Non, pas du tout. Dans la théorie, la seule chose que ça fait naître c’est un respect dû à l’œuvre (quand la condition d’originalité est remplie). Ca ne veut pas dire que vous allez casser le mur pour récupérer l’œuvre. Il faut aussi respecter les murs. En revanche, il y aura une contradiction certaine entre les droits de l’auteur du tag et les droits du propriétaire. Je pense que les droits du propriétaire seraient préférés. Il y avait une affaire du même ordre jugée par le tribunal de Lyon il y a quelques années. Quelqu’un avait construit une espèce de maison fantastique un peu facteur cheval mais des années 2000. Il y avait des constructions dans tous les sens mais évidemment ça ne respectait pas les exigences de construction, de limites, de volume. Les voisins ont réagi en disant « c’est une violation de ces règles ». C’était assez amusant, le juge ne savait que faire « oui, c’est une œuvre, mais limites, calcul,… », des trucs assez bizarres. Il a quand même dit qu’on ne pouvait la maintenir et donc la détruire. Donc, je pense que, par analogie, le propriétaire dit « attendez, je veux qu’on respecte mon mur », c’est lui qui l’emporterait. » En revanche, sur une belle façade, c’est très beau de faire des tags mais il faut aussi respecter la création des autres. Et ça c’est une création, c’est une œuvre d’architecture qui a peut être 2 siècles ou 3.

Le temps intervient, le mur était là avant…

Non, et puis quand même vous avez à le respecter. Vous n’allez pas taguer la Joconde.

Peut-être que le fait que les monuments étaient là avant, l’antériorité, fait que le droit des murs prévaut ?

Non, à mon avis c’est plutôt parce qu’il y a dégradation de la propriété d’autrui. Si vous êtes amateur de tag, vous dites c’est débile de truc, c’est pas de la dégradation, le mur de la propriétaire a pris de la valeur. En vérité, la question est résolue par la démarche de cette fille dont vous parlé qui va demander l’autorisation.
Après quand vous me dites, casser les murs pour récupérer. C’est pas uniquement les tags. Il y a des courants entiers, alors maintenant c’est très à la mode mais par exemple dans les années 30 et même après la guerre, le courant des moralistes au Mexique est une peinture des engagée politiquement, très colorée – j’en ai vu sur place, je connais bien- vous avez des murs entiers de fresques. Alors ce ne sont pas des tags car des gens ont été invitées à faire ces fresques. Cela dit, c’est la même chose, si vous voulez récupérer ces fresques, il n’y a qu’à déplacer l’immeuble. Bon, il ne faut pas non plus voir des problèmes nouveaux là où il existe de longue date. Le problème surtout est que le tag est fait sans demander l’accord de celui qui est propriétaire du mur.

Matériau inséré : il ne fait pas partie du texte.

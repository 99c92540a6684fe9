//! ASCII circuit diagrams.
//!
//! Each qubit wire is drawn as three text rows (box top, wire, box bottom)
//! and each register column as a cell nine characters wide:
//!
//! ```text
//!           ┌───┐
//! q0: |0⟩ ──┤ H ├──────■────
//!           └───┘      │
//!                    ┌─┴─┐
//! q1: |0⟩ ───────────┤ X ├──
//!                    └───┘
//! ```

use crate::circuit::{Circuit, Column};
use crate::core::utils::qubit_bit;

const BLANK: &str = "         ";
const WIRE: &str = "─────────";
const LINE: &str = "    │    ";
const CROSS: &str = "────┼────";
const DOT: &str = "────■────";
const BOX_TOP: &str = "  ┌───┐  ";
const BOX_BOTTOM: &str = "  └───┘  ";
const BOX_TOP_LINK: &str = "  ┌─┴─┐  ";
const BOX_BOTTOM_LINK: &str = "  └─┬─┘  ";

/// Renders the circuit register as text, one wire per qubit, `q0` on top.
pub fn render(circuit: &Circuit) -> String {
    let labels = initial_labels(circuit);
    let mut lines = Vec::with_capacity(circuit.qubit_count() * 3);

    for (qubit, label) in labels.iter().enumerate() {
        let prefix = format!("q{qubit}: |{label}⟩ ");
        let pad = " ".repeat(prefix.chars().count());
        let mut rows = [pad.clone(), prefix, pad];

        for column in circuit.columns() {
            let parts = cell(column, qubit);
            for (row, part) in rows.iter_mut().zip(parts) {
                row.push_str(&part);
            }
        }

        lines.extend(rows.into_iter().map(|row| row.trim_end().to_string()));
    }

    lines.join("\n")
}

/// Per-qubit `0`/`1` labels when the input is a basis state, `?` otherwise.
fn initial_labels(circuit: &Circuit) -> Vec<char> {
    let n = circuit.qubit_count();
    let tol = circuit.config().tolerance;
    let input = circuit.input_state();

    let mut nonzero = input
        .column(0)
        .enumerate()
        .filter(|(_, amp)| amp.norm() >= tol);
    let basis_index = match (nonzero.next(), nonzero.next()) {
        (Some((index, amp)), None) if (amp.norm() - 1.0).abs() < tol => Some(index),
        _ => None,
    };

    (0..n)
        .map(|q| match basis_index {
            Some(index) if qubit_bit(index, q) => '1',
            Some(_) => '0',
            None => '?',
        })
        .collect()
}

/// The three rows of `column` on wire `qubit`.
fn cell(column: &Column, qubit: usize) -> [String; 3] {
    match column {
        Column::Layer(_) => match column.lane(qubit) {
            Some(gate) if !gate.is_identity() => boxed(gate.symbol(), BOX_TOP, BOX_BOTTOM),
            _ => plain(BLANK, WIRE, BLANK),
        },
        Column::Controlled(gate) => {
            let (control, target) = (gate.control(), gate.target());
            // Control below the target: the link leaves the box downwards.
            let upward = control > target;
            let (low, high) = (control.min(target), control.max(target));

            if qubit == control {
                if upward {
                    plain(LINE, DOT, BLANK)
                } else {
                    plain(BLANK, DOT, LINE)
                }
            } else if qubit == target {
                if upward {
                    boxed(gate.symbol(), BOX_TOP, BOX_BOTTOM_LINK)
                } else {
                    boxed(gate.symbol(), BOX_TOP_LINK, BOX_BOTTOM)
                }
            } else if low < qubit && qubit < high {
                plain(LINE, CROSS, LINE)
            } else {
                plain(BLANK, WIRE, BLANK)
            }
        }
    }
}

fn plain(top: &str, mid: &str, bottom: &str) -> [String; 3] {
    [top.to_string(), mid.to_string(), bottom.to_string()]
}

fn boxed(symbol: &str, top: &str, bottom: &str) -> [String; 3] {
    [
        top.to_string(),
        format!("──┤ {symbol} ├──"),
        bottom.to_string(),
    ]
}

Emmanuel de Brantes nous disait qu’il faudrait changer la loi et autoriser les tags et graffitis au nom de la liberté d’expression, tandis que d’autres, même s’ils tenaient pour ce courant, disaient mais non, ce serait la porte à tous les excès…

Ben oui, c’est le problème du respect des choses qui sont à autrui parce que la création, contrairement à ce qu’on dit souvent, est quelque chose qui se fait à partir d’une autre création ; Donc je pense qu’il faut cette liberté. D’un autre côté, de mon point de vue, vous ne pouvez pas revenir à la création ancienne, apportez vos éléments si elle prolonge la création 1ère bien sûr mais si elle y porte atteinte. Vous pouvez très bien construire une sculpture au sens moderne, à partir d’une sculpture préexistante, vous n’avez pas le droit, me semble-t-il de créer en cassant le truc qui était avant. Si c’est un mur tout bête, pour ne pas demander l’autorisation comme cette fille dont vous me parlez et taguer le mur.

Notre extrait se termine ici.